Poniamo il caso che un amico vi abbia invitato a pranzo. Che vi abbia servito alcune delle vostre specialità sicule preferite, in abbondanza e con un buon vino di accompagnamento. E poniamo il caso che, a fine pasto, vi chieda come stiate, se abbiate apprezzato, se vi sentiate sazi.

Una maniera dialettale per rispondere evidenziando il vostro entusiasmo, la vostra soddisfazione e anche la sensazione di ebbra pienezza che provate esiste, ed è racchiusa nell’espressione M’arricriài.

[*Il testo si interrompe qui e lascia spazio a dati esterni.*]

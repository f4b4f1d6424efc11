//! Trained model persistence.
//!
//! Models are stored as JSON, one file per (model type × feature type):
//!
//! ```text
//! {models_dir}/multi_class_models/final__CP.json
//! {models_dir}/multi_class_models/shuffled_baseline__DP.json
//! {models_dir}/single_class_models/Large_models/final__CP_and_DP.json
//! ```
//!
//! Listing a directory returns files sorted by name, so `final` models come
//! before `shuffled_baseline` ones.

use crate::error::{LearningError, Result};
use crate::estimator::Classifier;
use crate::grid_search::ParamPoint;
use crate::logistic::LogisticRegression;
use chrono::{DateTime, Utc};
use ndarray::Array2;
use pheno_processing::FeatureType;
use serde::{Deserialize, Serialize};
use std::fmt;
use std::fs::File;
use std::io::{BufReader, BufWriter};
use std::path::{Path, PathBuf};
use std::str::FromStr;
use tracing::info;

/// Directory of multi-class models below the models root.
pub const MULTI_CLASS_DIR: &str = "multi_class_models";

/// Directory of single-class models below the models root.
pub const SINGLE_CLASS_DIR: &str = "single_class_models";

/// Whether a model was trained on real or permuted labels.
#[derive(Debug, Clone, Copy, PartialEq, Eq, Hash, PartialOrd, Ord, Serialize, Deserialize)]
#[serde(rename_all = "snake_case")]
pub enum ModelType {
    Final,
    ShuffledBaseline,
}

impl ModelType {
    pub fn as_str(&self) -> &'static str {
        match self {
            Self::Final => "final",
            Self::ShuffledBaseline => "shuffled_baseline",
        }
    }

    pub fn all() -> [ModelType; 2] {
        [Self::Final, Self::ShuffledBaseline]
    }

    /// Baseline models are trained on shuffled labels.
    pub fn is_shuffled(&self) -> bool {
        matches!(self, Self::ShuffledBaseline)
    }
}

impl fmt::Display for ModelType {
    fn fmt(&self, f: &mut fmt::Formatter<'_>) -> fmt::Result {
        f.write_str(self.as_str())
    }
}

impl FromStr for ModelType {
    type Err = LearningError;

    fn from_str(s: &str) -> Result<Self> {
        match s {
            "final" => Ok(Self::Final),
            "shuffled_baseline" => Ok(Self::ShuffledBaseline),
            other => Err(LearningError::InvalidConfig(format!(
                "unknown model type '{other}'"
            ))),
        }
    }
}

/// `{model_type}__{feature_type}.json`
pub fn model_file_name(model_type: ModelType, feature_type: FeatureType) -> String {
    format!("{}__{}.json", model_type.as_str(), feature_type.as_str())
}

/// Inverse of [`model_file_name`]. `None` for unrelated files.
pub fn parse_model_file_name(path: &Path) -> Option<(ModelType, FeatureType)> {
    if path.extension()? != "json" {
        return None;
    }
    let stem = path.file_stem()?.to_str()?;
    let (model_type, feature_type) = stem.split_once("__")?;
    Some((model_type.parse().ok()?, feature_type.parse().ok()?))
}

pub fn multi_class_dir(models_dir: &Path) -> PathBuf {
    models_dir.join(MULTI_CLASS_DIR)
}

pub fn single_class_dir(models_dir: &Path, phenotypic_class: &str) -> PathBuf {
    models_dir
        .join(SINGLE_CLASS_DIR)
        .join(format!("{phenotypic_class}_models"))
}

/// Model files in `dir`, sorted by file name.
pub fn list_models(dir: &Path) -> Result<Vec<PathBuf>> {
    if !dir.is_dir() {
        return Err(LearningError::ModelNotFound {
            path: dir.display().to_string(),
        });
    }

    let mut paths = Vec::new();
    for entry in std::fs::read_dir(dir)? {
        let path = entry?.path();
        if parse_model_file_name(&path).is_some() {
            paths.push(path);
        }
    }
    paths.sort_by(|a, b| a.file_name().cmp(&b.file_name()));
    Ok(paths)
}

/// A fitted estimator with the metadata needed to evaluate it later.
#[derive(Debug, Clone, Serialize, Deserialize)]
pub struct TrainedModel {
    pub model_type: ModelType,
    pub feature_type: FeatureType,
    /// Positive class of a one-vs-rest model; `None` for multi-class models.
    pub phenotypic_class: Option<String>,
    pub estimator: LogisticRegression,
    pub best_params: ParamPoint,
    /// Mean held-out accuracy of the grid search's best point.
    pub cv_score: f64,
    /// Feature columns in the order the estimator expects them.
    pub feature_names: Vec<String>,
    pub trained_at: DateTime<Utc>,
}

impl TrainedModel {
    pub fn file_name(&self) -> String {
        model_file_name(self.model_type, self.feature_type)
    }

    pub fn classes(&self) -> Result<&[String]> {
        self.estimator.classes()
    }

    pub fn predict(&self, x: &Array2<f64>) -> Result<Vec<String>> {
        self.estimator.predict(x)
    }

    /// Write the model into `dir`, creating it if needed.
    pub fn save(&self, dir: &Path) -> Result<PathBuf> {
        std::fs::create_dir_all(dir)?;
        let path = dir.join(self.file_name());
        let writer = BufWriter::new(File::create(&path)?);
        serde_json::to_writer_pretty(writer, self)?;
        info!("Model saved to: {}", path.display());
        Ok(path)
    }

    pub fn load(path: &Path) -> Result<Self> {
        if !path.exists() {
            return Err(LearningError::ModelNotFound {
                path: path.display().to_string(),
            });
        }
        let reader = BufReader::new(File::open(path)?);
        let model: Self = serde_json::from_reader(reader)?;
        if !model.estimator.is_fitted() {
            return Err(LearningError::NotFitted);
        }
        Ok(model)
    }
}
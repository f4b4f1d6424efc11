//! pheno-learning: elastic-net logistic regression for phenotype classification.
//!
//! This crate trains and evaluates the phenotype classifiers on top of the
//! tables prepared by `pheno_processing`. Everything runs natively: the
//! solver, stratified cross-validation, the hyperparameter grid search and
//! the per-class metrics.
//!
//! # Features
//!
//! - **Solver**: multinomial logistic regression with an elastic-net penalty (FISTA)
//! - **Model Selection**: stratified k-fold grid search over `C × l1_ratio`, parallel via rayon
//! - **Model Families**: multi-class and one-vs-rest models, each with a shuffled-label baseline
//! - **Evaluation**: per-class F1 or precision, confusion matrices, tidy TSV score tables
//! - **Interpretation**: fold-averaged coefficient tables with ranked, clustered and density views
//!
//! # Quick Start
//!
//! ```
//! use ndarray::array;
//! use pheno_learning::{GridSearchCV, LogisticRegression, ParamGrid, StratifiedKFold};
//!
//! let x = array![[0.0, 0.1], [0.1, 0.0], [0.0, 0.0], [1.0, 1.1], [1.1, 1.0], [1.0, 1.0]];
//! let y: Vec<String> = ["a", "a", "a", "b", "b", "b"].iter().map(|s| s.to_string()).collect();
//!
//! let search = GridSearchCV::new(
//!     LogisticRegression::default(),
//!     ParamGrid::new(vec![1.0, 10.0], vec![0.0, 0.5]),
//!     StratifiedKFold::new(3),
//! );
//! let result = search.fit(&x, &y).expect("grid search");
//! assert!(result.best_score > 0.5);
//! ```
//!
//! # Model Layout
//!
//! ```text
//! models/
//! ├── multi_class_models/
//! │   ├── final__CP.json
//! │   └── shuffled_baseline__CP_and_DP.json
//! └── single_class_models/
//!     └── Large_models/
//!         └── final__DP.json
//! ```
//!
//! # Error Handling
//!
//! All fallible operations return [`Result<T, LearningError>`](LearningError).
//! Processing failures from `pheno_processing` pass through unchanged as
//! [`LearningError::Processing`].

pub mod coefficients;
pub mod config;
pub mod cv;
pub mod error;
pub mod estimator;
pub mod evaluation;
pub mod grid_search;
pub mod logistic;
pub mod metrics;
pub mod model;
pub mod plots;
pub mod training;

// Re-export public API
//
// Configuration types
pub use config::{
    DEFAULT_SCORES_DIR, EvaluationConfig, EvaluationConfigBuilder, TrainingConfig,
    TrainingConfigBuilder,
};
// Error types
pub use error::{LearningError, Result};
// Estimators and model selection
pub use cv::{CvResults, Fold, StratifiedKFold, cross_val_predict, cross_validate};
pub use estimator::Classifier;
pub use grid_search::{GridPointScore, GridSearchCV, GridSearchResult, ParamGrid, ParamPoint};
pub use logistic::LogisticRegression;
// Metrics
pub use metrics::{ClassScores, ConfusionMatrix, Metric, confusion_matrix};
// Persistence
pub use model::{ModelType, TrainedModel, list_models, multi_class_dir, single_class_dir};
// Training and evaluation
pub use coefficients::{CoefficientTable, average_feature_weights};
pub use evaluation::{
    ConfusionRecord, MULTI_CLASS_SCORES_FILE, SINGLE_CLASS_SCORES_FILE, ScoreRecord, ScoreTable,
    evaluate_model_cm, evaluate_model_score, evaluate_multi_class_cms,
    evaluate_multi_class_models, evaluate_single_class_models,
};
pub use training::{
    TrainingOutcome, TrainingRecord, train_model, train_multi_class, train_multi_class_models,
    train_single_class, train_single_class_models,
};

Si tratta di un verbo, qui coniugato alla prima persona del passato remoto, diffuso in particolare nel catanese, e che nel dizionario trovate alla voce arricriàrisi.

In altre zone della regione è possibile imbattersi in dei corrispettivi (più contestuali che strettamente semantici) come scialàrsi, tipico del palermitano e che in senso letterale significa ridere di gusto e, per estensione, divertirsi.

Ora, se è vero che scialàrsi si può quindi usare anche a tavola, è altrettanto vero che arricriàrisi ha invece una modalità d’uso più limitata, o se volete più specifica, motivo per cui è più raro sentirlo usare in altre situazioni linguistiche, se escludiamo eventuali hobby personali o grandi piaceri della vita, come un bel viaggio o un momento di intimità sotto le lenzuola.

E, se vi state chiedendo da dove derivi un verbo tanto espressivo ed efficace, la risposta è presto detta: si pensa che sia un’evoluzione dalla radice di ricreazione, cioè il verbo latino re-creare, che già a suo tempo era sinonimo di ristorare (o ristorarsi) fisicamente e moralmente.

Di conseguenza, un siciliano che afferma l’appagamento con cui ha portato a termine un’azione, usa una forma del passato compiuta e perfetta per sancire l’entità del suo benessere e per non lasciare spazio a dubbi di sorta: un momento di ricrìo (il sostantivo correlato al predicato arricriàrisi) è di serenità totale, di compiacimento generalizzato, che non lascia spazio a imperfezioni di sorta.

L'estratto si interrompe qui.